In order to contribute to the acquisition of the Offenbach archive, which is set at €1.69 million, the BnF hopes to raise €200,000 from private donors and the rest with corporate sponsors.
Companies have the opportunity to contribute to the acquisition by donation tax-exempt but also via the national treasures system The Offenbach Fund is presenting a major interest in national heritage.
The BnF and the disfigurednat
The oldest cultural institution in France has established strong ties with individuals, companies and organizations willing to commit to the acquisition, restoration and digitization of works, the dissemination of collections through exhibitions, accessibility to new audiences, renovation of spaces.
In 2000, the National Library of France created the circle of the BnF, gathering bibliophiles who contribute to the enrichment of the Library’s collections, notably through funds raised at a gala.
More recently, the Cercle Richelieu was formed to support the restoration of the Richelieu site, the historic birthplace of the BnF.
Reopened last September after twelve years of work, the Oval Room, the Louis XV Room and the Mazarin Gallery of the Richelieu site have benefited from the financial support of some 20 sponsoring organisations (companies, foundations, institutions) and more than 3,300 individual donors.
The renovation of Site Richelieu
The words of Kara Lennon Casanova
Director of Sponsorship at the BnF, Director of the Endowment Fund
These six years of campaigning have generated a great deal of enthusiasm, encouragement and wonder at an institution that reflects human thought and creativity. The patrons gathered within the Richelieu Circle have contributed passionately to this ambitious project, each bringing one stone to the building. In September 2021, they received the Grand Patron of Culture award from the Minister of Culture in recognition of their collective commitment to preserving and transmitting this universal heritage.

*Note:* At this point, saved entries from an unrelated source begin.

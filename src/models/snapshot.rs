//! The complete read-only data set behind one HUD frame.

use std::collections::HashSet;

use serde::{Deserialize, Serialize};

use super::{
    Connection, CronJob, MissingTool, Project, SecurityPosture, Skill, SubAgentLog, SystemHealth,
    UsageStats, cron,
};
use crate::{Error, Result};

/// Every slice the panels project from.
#[derive(Debug, Clone, PartialEq, Serialize, Deserialize)]
#[serde(rename_all = "camelCase")]
pub struct Snapshot {
    pub skills: Vec<Skill>,
    pub connections: Vec<Connection>,
    pub missing_tools: Vec<MissingTool>,
    pub projects: Vec<Project>,
    pub sub_agents: Vec<SubAgentLog>,
    pub crons: Vec<CronJob>,
    pub system_health: SystemHealth,
    pub usage: UsageStats,
    /// Absent in data sets that predate the security panel
    #[serde(default, skip_serializing_if = "Option::is_none")]
    pub security: Option<SecurityPosture>,
}

impl Snapshot {
    /// Check the invariants panels rely on.
    ///
    /// - names are unique within skills, connections, missing tools,
    ///   projects and crons; sub-agent ids are unique
    /// - every cron schedule is a valid five-field expression
    /// - cost is a finite, non-negative number
    /// - security score is at most 100
    pub fn validate(&self) -> Result<()> {
        ensure_unique("skill", self.skills.iter().map(|s| s.name.as_str()))?;
        ensure_unique("connection", self.connections.iter().map(|c| c.name.as_str()))?;
        ensure_unique("missing tool", self.missing_tools.iter().map(|m| m.name.as_str()))?;
        ensure_unique("project", self.projects.iter().map(|p| p.name.as_str()))?;
        ensure_unique("sub-agent id", self.sub_agents.iter().map(|a| a.id.as_str()))?;
        ensure_unique("cron", self.crons.iter().map(|c| c.name.as_str()))?;

        for job in &self.crons {
            cron::validate(&job.schedule)
                .map_err(|e| Error::InvalidData(format!("cron {:?}: {}", job.name, e)))?;
        }

        if !self.usage.cost_24h.is_finite() || self.usage.cost_24h < 0.0 {
            return Err(Error::InvalidData(format!(
                "cost24h must be a non-negative number, got {}",
                self.usage.cost_24h
            )));
        }

        if let Some(security) = &self.security {
            if security.score > 100 {
                return Err(Error::InvalidData(format!(
                    "security score must be 0-100, got {}",
                    security.score
                )));
            }
        }

        Ok(())
    }
}

fn ensure_unique<'a>(kind: &str, keys: impl Iterator<Item = &'a str>) -> Result<()> {
    let mut seen = HashSet::new();
    for key in keys {
        if !seen.insert(key) {
            return Err(Error::InvalidData(format!("duplicate {} {:?}", kind, key)));
        }
    }
    Ok(())
}

#[cfg(test)]
mod tests {
    use super::*;
    use crate::models::{CronJob, Skill, SkillStatus};

    #[test]
    fn test_builtin_validates() {
        Snapshot::builtin().validate().unwrap();
    }

    #[test]
    fn test_duplicate_skill_rejected() {
        let mut snapshot = Snapshot::builtin();
        snapshot.skills.push(Skill {
            name: snapshot.skills[0].name.clone(),
            status: SkillStatus::Off,
            version: None,
        });
        let err = snapshot.validate().unwrap_err().to_string();
        assert!(err.contains("duplicate skill"), "{}", err);
    }

    #[test]
    fn test_duplicate_sub_agent_id_rejected() {
        let mut snapshot = Snapshot::builtin();
        let first = snapshot.sub_agents[0].clone();
        snapshot.sub_agents.push(first);
        assert!(snapshot.validate().is_err());
    }

    #[test]
    fn test_invalid_cron_rejected() {
        let mut snapshot = Snapshot::builtin();
        snapshot.crons.push(CronJob {
            name: "Broken".to_string(),
            schedule: "every day".to_string(),
            next: "never".to_string(),
        });
        let err = snapshot.validate().unwrap_err().to_string();
        assert!(err.contains("Broken"), "{}", err);
    }

    #[test]
    fn test_score_over_100_rejected() {
        let mut snapshot = Snapshot::builtin();
        if let Some(security) = snapshot.security.as_mut() {
            security.score = 101;
        }
        assert!(snapshot.validate().is_err());
    }

    #[test]
    fn test_negative_cost_rejected() {
        let mut snapshot = Snapshot::builtin();
        snapshot.usage.cost_24h = -1.0;
        assert!(snapshot.validate().is_err());
    }

    #[test]
    fn test_missing_security_is_valid() {
        let mut snapshot = Snapshot::builtin();
        snapshot.security = None;
        snapshot.validate().unwrap();
    }

    #[test]
    fn test_camel_case_wire_shape() {
        let json = serde_json::to_value(Snapshot::builtin()).unwrap();
        assert!(json.get("missingTools").is_some());
        assert!(json.get("subAgents").is_some());
        assert_eq!(json["usage"]["tokens24h"], 183_240);
        assert_eq!(json["systemHealth"]["recentErrors"], 2);
        assert_eq!(json["projects"][0]["status"], "in-progress");
        assert!(json["security"]["apiKeys"].is_array());
    }
}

The exhibition of collections several millennia within a museum has been very mobilizing for French and international patrons. More than 900 exceptional works are now displayed in spectacular rooms and galleries restored thanks to the mobilization of important European foundations and Japanese companies. In France, probably because of the image of Richelieu – that of a dark and cold place – many thought the site closed since the construction of the François-Mitterrand library. At the beginning of the renovation work, it took a large projection capacity to imagine what the historic site of the BnF would become. The desire to open Richelieu, to give it its rightful place in the heart of Paris, to make it accessible to all, to transmit this exceptional heritage, was a determining factor for French patrons.

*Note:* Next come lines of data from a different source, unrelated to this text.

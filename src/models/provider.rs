//! Sources of [`Snapshot`]s.

use std::fs;
use std::path::{Path, PathBuf};

use super::Snapshot;
use crate::{Error, Result};

/// Supplies the read-only data set the HUD renders.
///
/// The HUD depends only on the shape of the snapshot, never on where it
/// came from or how it is refreshed.
pub trait DataProvider {
    /// Produce a validated snapshot.
    fn load(&self) -> Result<Snapshot>;

    /// Short description for status output and logs.
    fn describe(&self) -> String;
}

/// Serves the bundled data set.
#[derive(Debug, Clone, Copy, Default)]
pub struct BuiltinProvider;

impl DataProvider for BuiltinProvider {
    fn load(&self) -> Result<Snapshot> {
        Ok(Snapshot::builtin())
    }

    fn describe(&self) -> String {
        "builtin".to_string()
    }
}

/// Reads a snapshot from a JSON file.
#[derive(Debug, Clone)]
pub struct FileProvider {
    path: PathBuf,
}

impl FileProvider {
    pub fn new(path: impl Into<PathBuf>) -> Self {
        Self { path: path.into() }
    }

    pub fn path(&self) -> &Path {
        &self.path
    }
}

impl DataProvider for FileProvider {
    fn load(&self) -> Result<Snapshot> {
        let contents = fs::read_to_string(&self.path).map_err(|e| {
            if e.kind() == std::io::ErrorKind::NotFound {
                Error::NotFound(format!("data file {}", self.path.display()))
            } else {
                Error::Io(e)
            }
        })?;

        let snapshot: Snapshot = serde_json::from_str(&contents).map_err(|e| {
            Error::InvalidData(format!("{}: {}", self.path.display(), e))
        })?;
        snapshot.validate()?;

        tracing::debug!(path = %self.path.display(), skills = snapshot.skills.len(), "loaded data file");
        Ok(snapshot)
    }

    fn describe(&self) -> String {
        self.path.display().to_string()
    }
}

/// Pick a provider: a data file when given, the bundled set otherwise.
pub fn provider_for(path: Option<&Path>) -> Box<dyn DataProvider> {
    match path {
        Some(path) => Box::new(FileProvider::new(path)),
        None => Box::new(BuiltinProvider),
    }
}

#[cfg(test)]
mod tests {
    use super::*;
    use tempfile::TempDir;

    #[test]
    fn test_builtin_provider() {
        let snapshot = BuiltinProvider.load().unwrap();
        assert_eq!(snapshot.skills.len(), 6);
        assert_eq!(BuiltinProvider.describe(), "builtin");
    }

    #[test]
    fn test_file_provider_round_trips_builtin() {
        let dir = TempDir::new().unwrap();
        let path = dir.path().join("data.json");
        fs::write(&path, serde_json::to_string_pretty(&Snapshot::builtin()).unwrap()).unwrap();

        let loaded = FileProvider::new(&path).load().unwrap();
        assert_eq!(loaded, Snapshot::builtin());
    }

    #[test]
    fn test_file_provider_missing_file() {
        let dir = TempDir::new().unwrap();
        let err = FileProvider::new(dir.path().join("nope.json")).load().unwrap_err();
        assert!(matches!(err, Error::NotFound(_)));
    }

    #[test]
    fn test_file_provider_rejects_bad_status() {
        let dir = TempDir::new().unwrap();
        let path = dir.path().join("data.json");
        let mut json = serde_json::to_value(Snapshot::builtin()).unwrap();
        json["skills"][0]["status"] = serde_json::Value::String("broken".to_string());
        fs::write(&path, json.to_string()).unwrap();

        let err = FileProvider::new(&path).load().unwrap_err();
        assert!(matches!(err, Error::InvalidData(_)));
    }

    #[test]
    fn test_file_provider_runs_validation() {
        let dir = TempDir::new().unwrap();
        let path = dir.path().join("data.json");
        let mut snapshot = Snapshot::builtin();
        snapshot.crons[0].schedule = "0 8 * *".to_string();
        fs::write(&path, serde_json::to_string(&snapshot).unwrap()).unwrap();

        assert!(matches!(
            FileProvider::new(&path).load().unwrap_err(),
            Error::InvalidData(_)
        ));
    }

    #[test]
    fn test_provider_for() {
        assert_eq!(provider_for(None).describe(), "builtin");
        assert_eq!(provider_for(Some(Path::new("/tmp/x.json"))).describe(), "/tmp/x.json");
    }
}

With its collections and history, prestige and fame, Richelieu symbolizes something far beyond our borders. The United States has a particular sensitivity for libraries: at the end of its mandate, each president builds a library; the industrialist Andrew Carnegie financed at the end of the 19th century the construction of more than 2,500 libraries around the world, of which 1,600 in the United States. The project ofopening of Richelieu to all and the transformation of the Ovale room into a public reading room has been very well received by many American patrons and foundations.”